The fusion protein, F, is a type I transmembrane glycoprotein that mediates the formation of syncytia typically observed in human respiratory syncytial virus infected cells (Walsh and Hruska, 1983). F protein is thought to direct entry of human respiratory syncytial virus at the plasma membrane in a pH-independent manner (Srinivasakumar et al., 1991). Among the transmembrane glyoproteins, F appears to be a critical component for virus transmission, as F, matrix (M) protein, and the nucleocapsid were found to be the minimal requirements for production of infectious particles, and viruses that express F as the only glycoprotein propagated efficiently in Vero cells (Karron et al., 1997; Teng and Collins, 1998; Techaarpornkul et al., 2001; Teng et al., 2001).
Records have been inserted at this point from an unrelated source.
//! Layer compilation.
//!
//! # Algorithm
//!
//! 1. Group the record set's rows by axis value once.
//! 2. For each specification `i` of the group (weight `i + 1`), for each axis
//!    value, resolve an [`Activation`] from that axis value's rows. Each
//!    matching row contributes its own `[start, end]`; several rows yield the
//!    union of their days, so no day between two episodes is marked.
//! 3. Add the weight to every activated `(date, axis value)` cell.
//!
//! Weights are added, never assigned: a cell covered by specifications 1 and
//! 2 holds 3, distinct from either alone. Activations outside the grid's
//! window are skipped without error.
//!
//! # Complexity
//! O(s * n) where s=specifications, n=rows, plus one write per active day.

use chrono::NaiveDate;
use std::collections::BTreeSet;

use crate::error::Result;
use crate::models::{day_stride, EventSpec, LayerCode, LayerGrid, Record, RecordSet, SpecGroup};

/// Dates a specification activates for one axis value.
#[derive(Debug, Clone, PartialEq, Eq)]
pub enum Activation {
    /// No matching rows, or no usable start/end date.
    None,
    /// Exactly one day.
    Single(NaiveDate),
    /// Every day of the closed interval `[start, end]`.
    Range { start: NaiveDate, end: NaiveDate },
    /// A set of individual days (column references).
    Dates(BTreeSet<NaiveDate>),
}

impl Activation {
    /// Whether nothing is activated.
    pub fn is_none(&self) -> bool {
        match self {
            Activation::None => true,
            Activation::Dates(d) => d.is_empty(),
            Activation::Range { start, end } => end < start,
            Activation::Single(_) => false,
        }
    }

    /// Activated days in ascending order.
    pub fn days(&self) -> Vec<NaiveDate> {
        match self {
            Activation::None => Vec::new(),
            Activation::Single(d) => vec![*d],
            Activation::Range { start, end } => day_stride(*start, *end).collect(),
            Activation::Dates(d) => d.iter().copied().collect(),
        }
    }
}

/// Resolves what a specification activates, given the rows of one axis value.
///
/// Rows with a null start, a null end (when an end column is configured), or
/// an end before the start activate nothing.
pub fn resolve_activation(rows: &[&Record], spec: &EventSpec) -> Result<Activation> {
    match spec {
        EventSpec::ColumnReference(column) => {
            let dates = RecordSet::dates_in(rows.iter().copied(), column)?;
            Ok(Activation::Dates(dates))
        }
        EventSpec::FilterRange {
            filter_column,
            filter_value,
            start_column,
            end_column,
        } => {
            let mut episodes = Vec::new();
            for row in rows
                .iter()
                .copied()
                .filter(|row| RecordSet::value(row, filter_column).matches_literal(filter_value))
            {
                let Some(start) = RecordSet::date_at(row, start_column)? else {
                    continue;
                };
                let end = match end_column {
                    None => start,
                    Some(end_column) => match RecordSet::date_at(row, end_column)? {
                        Some(end) if end >= start => end,
                        Some(end) => {
                            log::warn!(
                                "'{end_column}' {end} precedes '{start_column}' {start} for \
                                 {filter_column}={filter_value}; row skipped"
                            );
                            continue;
                        }
                        None => continue,
                    },
                };
                episodes.push((start, end));
            }

            Ok(match (episodes.as_slice(), end_column) {
                ([], _) => Activation::None,
                ([(start, _)], None) => Activation::Single(*start),
                ([(start, end)], Some(_)) => Activation::Range {
                    start: *start,
                    end: *end,
                },
                _ => {
                    log::debug!(
                        "{} rows match {filter_column}={filter_value}; marking the union of their days",
                        episodes.len()
                    );
                    Activation::Dates(
                        episodes
                            .iter()
                            .flat_map(|&(start, end)| day_stride(start, end))
                            .collect(),
                    )
                }
            })
        }
    }
}

/// Compiles a specification group into a zero-filled skeleton grid.
///
/// The skeleton fixes the window and the axis values; the returned grid
/// holds, per cell, the sum of the weights of every active specification.
///
/// # Errors
/// `MissingColumn` when the axis key or a referenced column is absent,
/// `NotADate` when a date column holds a non-date value.
pub fn compile_layer(
    records: &RecordSet,
    axis_key: &str,
    group: &SpecGroup,
    mut grid: LayerGrid,
) -> Result<LayerGrid> {
    for spec in group.specs() {
        for column in spec.referenced_columns() {
            records.require_column(column)?;
        }
    }
    let by_axis = records.rows_by_label(axis_key)?;
    let no_rows: Vec<&Record> = Vec::new();

    for (weight, spec) in group.weighted() {
        let mut written = 0usize;
        for axis_value in grid.axis_labels().to_vec() {
            let rows = by_axis.get(&axis_value).unwrap_or(&no_rows);
            let activation = resolve_activation(rows, spec)?;
            if activation.is_none() {
                log::trace!("spec #{weight}: no activation for {axis_key}={axis_value}");
                continue;
            }
            written += apply(&mut grid, &axis_value, &activation, weight);
        }
        log::debug!("spec #{weight} ({spec:?}) wrote {written} cells");
    }
    Ok(grid)
}

/// Adds `weight` to every activated day; returns how many cells were written.
fn apply(grid: &mut LayerGrid, axis_value: &str, activation: &Activation, weight: LayerCode) -> usize {
    let mut written = 0;
    for day in activation.days() {
        if grid.add_weight(day, axis_value, weight) {
            written += 1;
        } else {
            log::trace!("{day} for {axis_value} is outside the window; skipped");
        }
    }
    written
}

#[cfg(test)]
mod tests {
    use super::*;
    use crate::models::{DateWindow, Value};

    fn date(y: i32, m: u32, d: u32) -> NaiveDate {
        NaiveDate::from_ymd_opt(y, m, d).unwrap()
    }

    fn records() -> RecordSet {
        RecordSet::new(["id", "kind", "start_date", "end_date", "flagged_date"])
            .with_row([
                ("id", Value::from("A")),
                ("kind", Value::from("dose")),
                ("start_date", Value::from(date(2020, 1, 1))),
                ("end_date", Value::from(date(2020, 1, 3))),
                ("flagged_date", Value::from(date(2020, 1, 2))),
            ])
            .with_row([
                ("id", Value::from("A")),
                ("kind", Value::from("scan")),
                ("start_date", Value::from(date(2020, 1, 2))),
                ("end_date", Value::Null),
                ("flagged_date", Value::Null),
            ])
            .with_row([
                ("id", Value::from("B")),
                ("kind", Value::from("scan")),
                ("start_date", Value::from(date(2020, 1, 4).and_hms_opt(10, 0, 0).unwrap())),
                ("end_date", Value::Null),
                ("flagged_date", Value::Null),
            ])
    }

    fn skeleton() -> LayerGrid {
        let w = DateWindow::new(date(2019, 12, 30), date(2020, 1, 6)).unwrap();
        LayerGrid::zeros(w, vec!["A".into(), "B".into()])
    }

    #[test]
    fn test_column_reference() {
        let group = SpecGroup::new().with_spec(EventSpec::column("flagged_date"));
        let g = compile_layer(&records(), "id", &group, skeleton()).unwrap();
        assert_eq!(g.get(date(2020, 1, 2), "A"), Some(1));
        assert_eq!(g.active_cells(), 1);
    }

    #[test]
    fn test_interval_is_inclusive() {
        let group =
            SpecGroup::new().with_spec(EventSpec::filtered_range("kind", "dose", "start_date", "end_date"));
        let g = compile_layer(&records(), "id", &group, skeleton()).unwrap();
        for d in 1..=3 {
            assert_eq!(g.get(date(2020, 1, d), "A"), Some(1));
        }
        assert_eq!(g.get(date(2020, 1, 4), "A"), Some(0));
        assert_eq!(g.active_cells(), 3); // (D2 - D1).days + 1
    }

    #[test]
    fn test_single_date_and_time_truncation() {
        let group = SpecGroup::new().with_spec(EventSpec::filtered("kind", "scan", "start_date"));
        let g = compile_layer(&records(), "id", &group, skeleton()).unwrap();
        assert_eq!(g.get(date(2020, 1, 2), "A"), Some(1));
        assert_eq!(g.get(date(2020, 1, 4), "B"), Some(1));
        assert_eq!(g.active_cells(), 2);
    }

    #[test]
    fn test_weights_accumulate() {
        let group = SpecGroup::new()
            .with_spec(EventSpec::filtered_range("kind", "dose", "start_date", "end_date"))
            .with_spec(EventSpec::filtered("kind", "scan", "start_date"));
        let g = compile_layer(&records(), "id", &group, skeleton()).unwrap();
        assert_eq!(g.get(date(2020, 1, 1), "A"), Some(1)); // dose only
        assert_eq!(g.get(date(2020, 1, 2), "A"), Some(3)); // dose + scan
        assert_eq!(g.get(date(2020, 1, 4), "B"), Some(2)); // scan only
    }

    #[test]
    fn test_additivity_law() {
        let rs = records();
        let first = EventSpec::filtered_range("kind", "dose", "start_date", "end_date");
        let second = EventSpec::column("flagged_date");

        let both = SpecGroup::from(vec![first.clone(), second.clone()]);
        let combined = compile_layer(&rs, "id", &both, skeleton()).unwrap();

        let alone_first = compile_layer(&rs, "id", &SpecGroup::from(vec![first]), skeleton()).unwrap();
        // Second spec alone, but keeping its weight of 2 via a placeholder first entry
        let placeholder = EventSpec::filtered("kind", "never", "start_date");
        let alone_second = compile_layer(
            &rs,
            "id",
            &SpecGroup::from(vec![placeholder, second]),
            skeleton(),
        )
        .unwrap();

        assert_eq!(Some(combined), alone_first.sum(&alone_second));
    }

    #[test]
    fn test_idempotent() {
        let rs = records();
        let group = SpecGroup::new()
            .with_spec(EventSpec::column("flagged_date"))
            .with_spec(EventSpec::filtered("kind", "scan", "start_date"));
        let a = compile_layer(&rs, "id", &group, skeleton()).unwrap();
        let b = compile_layer(&rs, "id", &group, skeleton()).unwrap();
        assert_eq!(a, b);
    }

    #[test]
    fn test_sparse_axis_value_is_zero() {
        let group =
            SpecGroup::new().with_spec(EventSpec::filtered_range("kind", "dose", "start_date", "end_date"));
        let g = compile_layer(&records(), "id", &group, skeleton()).unwrap();
        let b = g.axis_position("B").unwrap();
        assert!(g.axis_series(b).iter().all(|c| *c == 0));
    }

    #[test]
    fn test_missing_end_is_no_activation() {
        let group =
            SpecGroup::new().with_spec(EventSpec::filtered_range("kind", "scan", "start_date", "end_date"));
        let g = compile_layer(&records(), "id", &group, skeleton()).unwrap();
        assert!(g.is_blank());
    }

    #[test]
    fn test_dates_outside_window_skipped() {
        let w = DateWindow::new(date(2020, 1, 2), date(2020, 1, 2)).unwrap();
        let narrow = LayerGrid::zeros(w, vec!["A".into(), "B".into()]);
        let group =
            SpecGroup::new().with_spec(EventSpec::filtered_range("kind", "dose", "start_date", "end_date"));
        let g = compile_layer(&records(), "id", &group, narrow).unwrap();
        assert_eq!(g.active_cells(), 1);
        assert_eq!(g.get(date(2020, 1, 2), "A"), Some(1));
    }

    #[test]
    fn test_missing_column_fails() {
        let group = SpecGroup::new().with_spec(EventSpec::column("nope_date"));
        assert!(compile_layer(&records(), "id", &group, skeleton()).is_err());
        let group = SpecGroup::new().with_spec(EventSpec::column("flagged_date"));
        assert!(compile_layer(&records(), "cage", &group, skeleton()).is_err());
    }

    #[test]
    fn test_activation_days() {
        let a = Activation::Range {
            start: date(2020, 1, 30),
            end: date(2020, 2, 2),
        };
        assert_eq!(a.days().len(), 4);
        assert!(Activation::None.is_none());
        assert!(Activation::Dates(BTreeSet::new()).is_none());
        assert!(!Activation::Single(date(2020, 1, 1)).is_none());
    }

    fn episodes() -> RecordSet {
        RecordSet::new(["id", "kind", "start_date", "end_date"])
            .with_row([
                ("id", Value::from("A")),
                ("kind", Value::from("dose")),
                ("start_date", Value::from(date(2020, 1, 1))),
                ("end_date", Value::from(date(2020, 1, 2))),
            ])
            .with_row([
                ("id", Value::from("A")),
                ("kind", Value::from("dose")),
                ("start_date", Value::from(date(2020, 1, 10))),
                ("end_date", Value::from(date(2020, 1, 11))),
            ])
            .with_row([
                ("id", Value::from("A")),
                ("kind", Value::from("dose")),
                ("start_date", Value::from(date(2020, 1, 11))),
                ("end_date", Value::from(date(2020, 1, 11))),
            ])
    }

    #[test]
    fn test_separate_episodes_leave_gap_unmarked() {
        let w = DateWindow::new(date(2020, 1, 1), date(2020, 1, 11)).unwrap();
        let group =
            SpecGroup::new().with_spec(EventSpec::filtered_range("kind", "dose", "start_date", "end_date"));
        let g = compile_layer(&episodes(), "id", &group, LayerGrid::zeros(w, vec!["A".into()])).unwrap();

        assert_eq!(g.active_cells(), 4);
        assert_eq!(g.get(date(2020, 1, 5), "A"), Some(0));
        // Overlapping episodes still add the weight once
        assert_eq!(g.get(date(2020, 1, 11), "A"), Some(1));
        assert_eq!(g.max_code(), 1);
    }

    #[test]
    fn test_several_single_dates() {
        let rs = episodes();
        let rows: Vec<&Record> = rs.rows().iter().collect();
        let activation = resolve_activation(&rows, &EventSpec::filtered("kind", "dose", "start_date")).unwrap();
        assert_eq!(
            activation.days(),
            vec![date(2020, 1, 1), date(2020, 1, 10), date(2020, 1, 11)]
        );
    }

    #[test]
    fn test_inverted_interval_is_no_activation() {
        let rs = RecordSet::new(["id", "kind", "start_date", "end_date"]).with_row([
            ("id", Value::from("A")),
            ("kind", Value::from("dose")),
            ("start_date", Value::from(date(2020, 1, 5))),
            ("end_date", Value::from(date(2020, 1, 3))),
        ]);
        let rows: Vec<&Record> = rs.rows().iter().collect();
        let spec = EventSpec::filtered_range("kind", "dose", "start_date", "end_date");
        assert_eq!(resolve_activation(&rows, &spec).unwrap(), Activation::None);

        let group = SpecGroup::new().with_spec(spec);
        let g = compile_layer(&rs, "id", &group, skeleton()).unwrap();
        assert!(g.is_blank());
    }
}
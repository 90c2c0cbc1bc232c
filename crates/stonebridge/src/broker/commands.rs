//! Command bridge
//!
//! Maps plugin-declared command specs onto the host's command system.
//! Invoking a bridged command synthesizes a COMMAND event and re-enters
//! the dispatcher, exactly as if the command had been typed in chat.

use std::sync::{Arc, Weak};

use async_trait::async_trait;
use tracing::{info, warn};

use super::manager::Manager;
use crate::host::{CommandHandler, CommandSource};
use crate::proto::CommandSpec;

/// A plugin's claim on a command name or alias. Later registrations for
/// the same key overwrite earlier ones: plugins legitimately re-register
/// across reconnects.
#[derive(Debug, Clone)]
pub struct CommandBinding {
    pub plugin_id: String,
    pub command: String,
    pub descriptor: CommandSpec,
}

/// Strip a leading `/` and reject empty names.
fn normalize_name(raw: &str) -> Option<&str> {
    let name = raw.strip_prefix('/').unwrap_or(raw);
    if name.is_empty() {
        None
    } else {
        Some(name)
    }
}

/// Invocation shim registered with the host's command system.
struct PluginCommand {
    manager: Weak<Manager>,
    name: String,
}

#[async_trait]
impl CommandHandler for PluginCommand {
    async fn run(
        &self,
        source: CommandSource,
        args: &[String],
    ) -> std::result::Result<String, String> {
        let CommandSource::Player { uuid, .. } = source else {
            return Err("command only available to players".to_string());
        };
        let Some(manager) = self.manager.upgrade() else {
            return Err("plugin system is not running".to_string());
        };
        let Some(player) = manager.player(uuid) else {
            return Err("command only available to players".to_string());
        };

        let cancelled = manager.emit_command(player.as_ref(), &self.name, args).await;
        if cancelled {
            Ok(String::new())
        } else {
            Ok("command forwarded to plugin".to_string())
        }
    }
}

impl Manager {
    /// Register plugin-declared commands with the binding table and the
    /// host. Malformed specs are logged and skipped; valid ones always
    /// overwrite any existing binding under the same key.
    pub(super) fn register_commands(self: &Arc<Self>, plugin_id: &str, specs: &[CommandSpec]) {
        for spec in specs {
            let Some(name) = normalize_name(&spec.name) else {
                warn!(plugin = %plugin_id, "skipping command with empty name");
                continue;
            };

            let mut aliases: Vec<String> = Vec::new();
            for raw in &spec.aliases {
                let Some(alias) = normalize_name(raw) else {
                    continue;
                };
                if alias == name || aliases.iter().any(|a| a == alias) {
                    continue;
                }
                aliases.push(alias.to_string());
            }

            let binding = CommandBinding {
                plugin_id: plugin_id.to_string(),
                command: name.to_string(),
                descriptor: spec.clone(),
            };
            {
                let mut reg = self.registry.write();
                reg.commands.insert(name.to_string(), binding.clone());
                for alias in &aliases {
                    reg.commands.insert(alias.clone(), binding.clone());
                }
            }

            let handler = Arc::new(PluginCommand {
                manager: Arc::downgrade(self),
                name: name.to_string(),
            });
            self.host
                .register_command(name, &spec.description, &aliases, handler);
            info!(plugin = %plugin_id, command = %name, "registered plugin command");
        }
    }

    /// Look up the binding for a command name or alias.
    pub fn command_binding(&self, name: &str) -> Option<CommandBinding> {
        self.registry.read().commands.get(name).cloned()
    }
}

#[cfg(test)]
mod tests {
    use super::*;

    #[test]
    fn normalize_strips_prefix_and_rejects_empty() {
        assert_eq!(normalize_name("/warp"), Some("warp"));
        assert_eq!(normalize_name("warp"), Some("warp"));
        assert_eq!(normalize_name("/"), None);
        assert_eq!(normalize_name(""), None);
    }
}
The G and F proteins contain the major antigenic epitopes of human respiratory syncytial virus, and their roles in the antihuman respiratory syncytial virus virus immune response have been investigated extensively (Wertz et al., 1987; Stott et al., 1987; Murphy et al., 1990; Tripp et al., 1999; Sullender, 2000; Graham et al., 2002; Varga and Braciale, 2002). In contrast, relatively few studies have addressed the roles of SH, G, and F in viral entry, assembly, and transmission. In addition to the SH and G deletion studies described above, glycoprotein substitution studies with bovine respiratory syncytial virus (BRSV) showed that the human respiratory syncytial virus G and F proteins could functionally replace their homologs in BRSV, and that the bovine parainfluenza virus (BPIV) HN and F proteins could functionally replace the BRSV G and F proteins (Buchholz et al., 1999; Stope et al., 2001). However, to date infectious human respiratory syncytial viruses lacking an F gene from the Paramyxoviridae family have not been reported.
Current work to develop a safe and effective vaccine against respiratory syncytial virus is developing rapidly and it is now possible to recover respiratory syncytial virus from cDNA clones and to engineer viruses to specification. However, previous vaccine attempts with killed vaccine revealed that vaccination resulted in a n inappropriate immune response that led to more severe disease upon challenge. The cause of this phenomenon has not been clearly elucidated. Attempts to dissect the problem have been made with isolated viral components but not within the context of an infectious virus.
Thus, the prior art is deficient in the lack of improved recombinant respiratory syncytial viruses useful for the testing and development of vaccine for respiratory syncytial virus. The present invention fulfills this long-standing need and desire in the art.